Novak Djokovic, putting another nail in Rafael Nadal's coffin at the U.S. Open on Sept. 12 Chris Trotman/Getty Images
After his third-round victory at the 2011 U.S. Open, Novak Djokovic, the eventual champion, slouched in a chair wearing a navy blue T-shirt stamped with “Authentic Club Staff” on the front and the logo of the apparel maker, Sergio Tacchini, on the sleeve.
It was a friendly affair, as these press conferences usually are. (“You play so well on the big points,” began one questioner. “Is that something that’s come over the last year or so?”) At one point, though, Djokovic was put on the defensive. “Around this complex, Roger [Federer] and Rafael Nadal have their own store, Andy Roddick has a huge picture over the Lacoste store. You’re not quite as visible despite being the No. 1 player,” said a reporter. “Do you care about that at all?” Djokovic smiled. “Well, I think I have to talk to my sponsors about it.”
Djokovic, who recovers as well as anyone in the game, cheerfully added, “But, look, you know, I care mostly about, obviously, the game, to win on the court, and everything else I leave to the people who are responsible for that.” The moment was revealing. Having won three of the sport’s four major championships and compiled a match record of 64-3, Djokovic has enjoyed arguably the greatest season in tennis history. His rise also marks a return to prominence for Sergio Tacchini, the 45-year-old brand that pays Djokovic to wear its clothes. Tacchini, worn and then discarded by the best, is worn by the best once more. But that is only part of the story.

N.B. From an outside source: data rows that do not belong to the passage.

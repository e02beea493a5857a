//! Requirement sets: metric limits and pass policy
//!
//! Requirement sets are authored in YAML or JSON. Their identity is a
//! SHA-256 over a canonical JSON form (fixed field order, sorted path
//! labels, free-text descriptions excluded) so the same limits always hash
//! to the same value.

use crate::error::{Error, Result};
use crate::metadata::PathLabel;
use crate::metrics::{FrequencyBand, MetricKind};
use crate::network::SParam;
use serde::{Deserialize, Serialize};
use sha2::{Digest, Sha256};
use std::collections::BTreeSet;
use std::fmt;

/// Highest port index any supported network can have
pub const MAX_PORT: usize = 4;

/// How a band slice is reduced to one number
#[derive(Debug, Clone, Copy, PartialEq, Eq, Hash, Serialize, Deserialize)]
#[serde(rename_all = "snake_case")]
pub enum Aggregation {
    /// Smallest value
    Min,
    /// Largest value
    Max,
    /// Arithmetic mean
    Avg,
    /// max − min
    #[serde(rename = "pkpk", alias = "peak_to_peak")]
    PeakToPeak,
}

impl fmt::Display for Aggregation {
    fn fmt(&self, f: &mut fmt::Formatter<'_>) -> fmt::Result {
        f.write_str(match self {
            Self::Min => "min",
            Self::Max => "max",
            Self::Avg => "avg",
            Self::PeakToPeak => "pkpk",
        })
    }
}

/// Comparison between aggregate and limit
///
/// `Le`/`Ge` are closed bounds (equality passes); `Lt`/`Gt` are open.
#[derive(Debug, Clone, Copy, PartialEq, Eq, Hash, Serialize, Deserialize)]
pub enum Operator {
    /// aggregate <= limit
    #[serde(rename = "<=", alias = "le")]
    Le,
    /// aggregate >= limit
    #[serde(rename = ">=", alias = "ge")]
    Ge,
    /// aggregate < limit
    #[serde(rename = "<", alias = "lt")]
    Lt,
    /// aggregate > limit
    #[serde(rename = ">", alias = "gt")]
    Gt,
}

impl Operator {
    /// Apply the comparison; NaN never satisfies any operator
    #[must_use]
    pub fn holds(&self, value: f64, limit: f64) -> bool {
        match self {
            Self::Le => value <= limit,
            Self::Ge => value >= limit,
            Self::Lt => value < limit,
            Self::Gt => value > limit,
        }
    }

    /// Symbol form
    #[must_use]
    pub const fn symbol(&self) -> &'static str {
        match self {
            Self::Le => "<=",
            Self::Ge => ">=",
            Self::Lt => "<",
            Self::Gt => ">",
        }
    }
}

impl fmt::Display for Operator {
    fn fmt(&self, f: &mut fmt::Formatter<'_>) -> fmt::Result {
        f.write_str(self.symbol())
    }
}

/// One pass/fail requirement on a metric over a band
#[derive(Debug, Clone, PartialEq, Serialize, Deserialize)]
pub struct MetricLimit {
    /// Metric to evaluate; `gain_flatness` evaluates gain peak-to-peak
    pub metric: MetricKind,
    /// Source S-parameter
    pub parameter: SParam,
    /// Reduction over the band
    pub aggregation: Aggregation,
    /// Comparison operator
    pub operator: Operator,
    /// Limit value
    pub value: f64,
    /// Evaluation band
    pub band: FrequencyBand,
    /// Free-text description, not part of the content hash
    #[serde(default, skip_serializing_if = "Option::is_none")]
    pub description: Option<String>,
}

impl MetricLimit {
    /// Create a limit without description
    #[must_use]
    pub const fn new(
        metric: MetricKind,
        parameter: SParam,
        aggregation: Aggregation,
        operator: Operator,
        value: f64,
        band: FrequencyBand,
    ) -> Self {
        Self {
            metric,
            parameter,
            aggregation,
            operator,
            value,
            band,
            description: None,
        }
    }

    /// Attach a description
    #[must_use]
    pub fn with_description(mut self, description: impl Into<String>) -> Self {
        self.description = Some(description.into());
        self
    }

    /// Display name: description if present, else `metric(param)`
    #[must_use]
    pub fn name(&self) -> String {
        self.description
            .clone()
            .unwrap_or_else(|| format!("{}({})", self.metric, self.parameter))
    }

    fn validate(&self, idx: usize, errors: &mut Vec<String>) {
        let at = format!("limit #{} ({})", idx + 1, self.name());
        let FrequencyBand { start_hz, end_hz } = self.band;
        if !start_hz.is_finite() || !end_hz.is_finite() {
            errors.push(format!("{at}: band bounds must be finite"));
        } else if start_hz < 0.0 {
            errors.push(format!("{at}: band start must not be negative"));
        } else if start_hz > end_hz {
            errors.push(format!("{at}: band start {start_hz} Hz exceeds end {end_hz} Hz"));
        }
        if !self.value.is_finite() {
            errors.push(format!("{at}: limit value must be finite"));
        }
        if self.parameter.i > MAX_PORT || self.parameter.j > MAX_PORT {
            errors.push(format!(
                "{at}: parameter {} exceeds {MAX_PORT} ports",
                self.parameter
            ));
        }
        match self.metric {
            MetricKind::Vswr | MetricKind::ReturnLoss if !self.parameter.is_reflection() => {
                errors.push(format!(
                    "{at}: {} requires a reflection parameter, got {}",
                    self.metric, self.parameter
                ));
            }
            MetricKind::FlatnessSource if self.aggregation != Aggregation::PeakToPeak => {
                errors.push(format!("{at}: gain_flatness requires pkpk aggregation"));
            }
            _ => {}
        }
    }
}

/// Rule deciding the run-level verdict from per-file verdicts
#[derive(Debug, Clone, PartialEq, Eq, Serialize, Deserialize)]
pub struct PassPolicy {
    /// Every evaluated file must pass
    #[serde(default = "default_true")]
    pub all_files_must_pass: bool,
    /// Paths that need at least one passing file when `all_files_must_pass` is false
    #[serde(default)]
    pub required_path_labels: BTreeSet<PathLabel>,
}

const fn default_true() -> bool {
    true
}

impl Default for PassPolicy {
    fn default() -> Self {
        Self {
            all_files_must_pass: true,
            required_path_labels: BTreeSet::new(),
        }
    }
}

impl PassPolicy {
    /// Policy requiring a passing file on each listed path
    #[must_use]
    pub fn per_path(labels: impl IntoIterator<Item = PathLabel>) -> Self {
        Self {
            all_files_must_pass: false,
            required_path_labels: labels.into_iter().collect(),
        }
    }
}

/// Non-fatal authoring issue
#[derive(Debug, Clone, PartialEq, Eq, Serialize, Deserialize)]
pub struct ValidationWarning {
    /// Human-readable message
    pub message: String,
}

/// Ordered metric limits plus pass policy
#[derive(Debug, Clone, PartialEq, Serialize, Deserialize)]
pub struct RequirementSet {
    /// Name
    pub name: String,
    /// Test type the set applies to
    #[serde(default = "default_test_type")]
    pub test_type: String,
    /// Limits, evaluated in this order
    #[serde(default)]
    pub limits: Vec<MetricLimit>,
    /// Run-level rollup rule
    #[serde(default)]
    pub pass_policy: PassPolicy,
}

fn default_test_type() -> String {
    "s_parameter".to_string()
}

#[derive(Serialize)]
struct CanonicalLimit {
    metric: MetricKind,
    parameter: SParam,
    aggregation: Aggregation,
    operator: Operator,
    value: f64,
    start_hz: f64,
    end_hz: f64,
}

#[derive(Serialize)]
struct CanonicalSet<'a> {
    name: &'a str,
    test_type: &'a str,
    limits: Vec<CanonicalLimit>,
    all_files_must_pass: bool,
    required_path_labels: &'a BTreeSet<PathLabel>,
}

/// Fold `-0.0` into `0.0` so equal limits serialize identically
fn canonical_f64(v: f64) -> f64 {
    v + 0.0
}

impl RequirementSet {
    /// Create an empty set with the default policy
    #[must_use]
    pub fn new(name: impl Into<String>) -> Self {
        Self {
            name: name.into(),
            test_type: default_test_type(),
            limits: Vec::new(),
            pass_policy: PassPolicy::default(),
        }
    }

    /// Append a limit
    #[must_use]
    pub fn with_limit(mut self, limit: MetricLimit) -> Self {
        self.limits.push(limit);
        self
    }

    /// Replace the pass policy
    #[must_use]
    pub fn with_policy(mut self, policy: PassPolicy) -> Self {
        self.pass_policy = policy;
        self
    }

    /// Canonical JSON used for hashing
    ///
    /// # Errors
    ///
    /// Returns a serialization error if a numeric field is not representable.
    pub fn canonical_json(&self) -> Result<String> {
        let canonical = CanonicalSet {
            name: &self.name,
            test_type: &self.test_type,
            limits: self
                .limits
                .iter()
                .map(|l| CanonicalLimit {
                    metric: l.metric,
                    parameter: l.parameter,
                    aggregation: l.aggregation,
                    operator: l.operator,
                    value: canonical_f64(l.value),
                    start_hz: canonical_f64(l.band.start_hz),
                    end_hz: canonical_f64(l.band.end_hz),
                })
                .collect(),
            all_files_must_pass: self.pass_policy.all_files_must_pass,
            required_path_labels: &self.pass_policy.required_path_labels,
        };
        Ok(serde_json::to_string(&canonical)?)
    }

    /// SHA-256 hex digest of [`Self::canonical_json`]
    ///
    /// # Errors
    ///
    /// Propagates canonical serialization errors.
    pub fn content_hash(&self) -> Result<String> {
        let json = self.canonical_json()?;
        let digest = Sha256::digest(json.as_bytes());
        Ok(format!("{digest:x}"))
    }

    /// Distinct `(metric, parameter)` pairs referenced by the limits, in first-use order
    #[must_use]
    pub fn referenced_series(&self) -> Vec<(MetricKind, SParam)> {
        let mut seen = Vec::new();
        for limit in &self.limits {
            let key = (limit.metric, limit.parameter);
            if !seen.contains(&key) {
                seen.push(key);
            }
        }
        seen
    }

    /// Check the set for authoring errors and return non-fatal warnings
    ///
    /// # Errors
    ///
    /// Returns `Validation` listing every structural problem found.
    pub fn validate(&self) -> Result<Vec<ValidationWarning>> {
        let mut errors = Vec::new();
        if self.name.trim().is_empty() {
            errors.push("name must not be empty".to_string());
        }
        for (idx, limit) in self.limits.iter().enumerate() {
            limit.validate(idx, &mut errors);
        }
        if !errors.is_empty() {
            return Err(Error::Validation(errors.join("; ")));
        }

        let mut warnings = Vec::new();
        if self.limits.is_empty() {
            warnings.push(ValidationWarning {
                message: "requirement set has no limits; every file passes".to_string(),
            });
        }
        let policy = &self.pass_policy;
        if !policy.all_files_must_pass && policy.required_path_labels.is_empty() {
            warnings.push(ValidationWarning {
                message: "all_files_must_pass is false and no path labels are required; \
                          the run-level verdict always passes"
                    .to_string(),
            });
        }
        for w in &warnings {
            tracing::warn!(requirement_set = %self.name, "{}", w.message);
        }
        Ok(warnings)
    }

    /// Parse from YAML
    ///
    /// # Errors
    ///
    /// Returns a YAML error for malformed input.
    pub fn from_yaml(yaml: &str) -> Result<Self> {
        Ok(serde_yaml::from_str(yaml)?)
    }

    /// Serialize to YAML
    ///
    /// # Errors
    ///
    /// Returns a YAML error if serialization fails.
    pub fn to_yaml(&self) -> Result<String> {
        Ok(serde_yaml::to_string(self)?)
    }

    /// Parse from JSON
    ///
    /// # Errors
    ///
    /// Returns a serialization error for malformed input.
    pub fn from_json(json: &str) -> Result<Self> {
        Ok(serde_json::from_str(json)?)
    }

    /// Serialize to pretty JSON
    ///
    /// # Errors
    ///
    /// Returns a serialization error if serialization fails.
    pub fn to_json(&self) -> Result<String> {
        Ok(serde_json::to_string_pretty(self)?)
    }
}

Sergio Tacchini was an Italian tennis player, and he founded the company in 1966, toward the end of his career. Tacchini was tired of wearing white. He experimented with stripes and color, and soon started paying other players to wear his designs. In 1972, Ilie Nastăse, the future Hall of Fame player, signed with Tacchini for $5,000. By the end of the decade, John McEnroe was, according to media accounts at the time, getting around $400,000 to wear Tacchini during his epic matches against Björn Borg at Wimbledon. Jimmy Connors and Vitas Gerulaitis wore Tacchini. Tracy Austin and Chris Evert sported the brand’s red, white, and blue warm-ups when the U.S. won the 1980 Fed Cup.
Tacchini representatives traveled around the world, aggressively courting junior players and building the company’s roster of future Hall of Famers. By the early ’80s, Tacchini had expanded into skiwear, beach clothing, golf apparel, and weekend wear. It was a brand for the moment, offering an aesthetic that suggested at once leisure and aggression. The company called its iconic tracksuit “the Dallas.” It also knew how to spot future greats on the rise. In the late ’80s it signed a promising American teenager, Pete Sampras, to a three-year deal. It was extended to five years just before Sampras won his first major title, the 1990 U.S. Open, wearing a Tacchini polo emblazoned with a large yellow archer. Tacchini also outfitted the women’s winner that year, Gabriela Sabatini. It was the brand of champions.
Then it began to fade. By the mid-’90s bigger sports gear makers such as Nike and Adidas were aggressively poaching Tacchini’s clients and eating into its market share. (Sampras jumped to Nike in 1994.) But the company’s biggest headaches came from one of its own: Martina Hingis.
Hingis dominated the women’s tour during the second half of the ’90s. She seemed to fit well into the Tacchini firmament, appealing to wealthy, casually athletic, European-oriented fans. It didn’t work out. Three years into Hingis’s five-year deal, worth $5.6 million, Tacchini fired her, accusing Hingis of not wearing the clothes as contracted. Two years later, Hingis sued, claiming that the “defective” Tacchini shoes she wore had wrecked her feet and ruined her career. (Hingis had surgery in 2001 and 2002 to repair ligaments in her ankles.) A New York court dismissed the suit, ruling that the case should be heard in Milan, where Hingis had signed the contract and where another suit was pending. In 2006 her manager, Mario Widmer, told a German newspaper that “the Tacchini problem is resolved. We have come to a compromise and at the same time have agreed to keep silence on both sides.”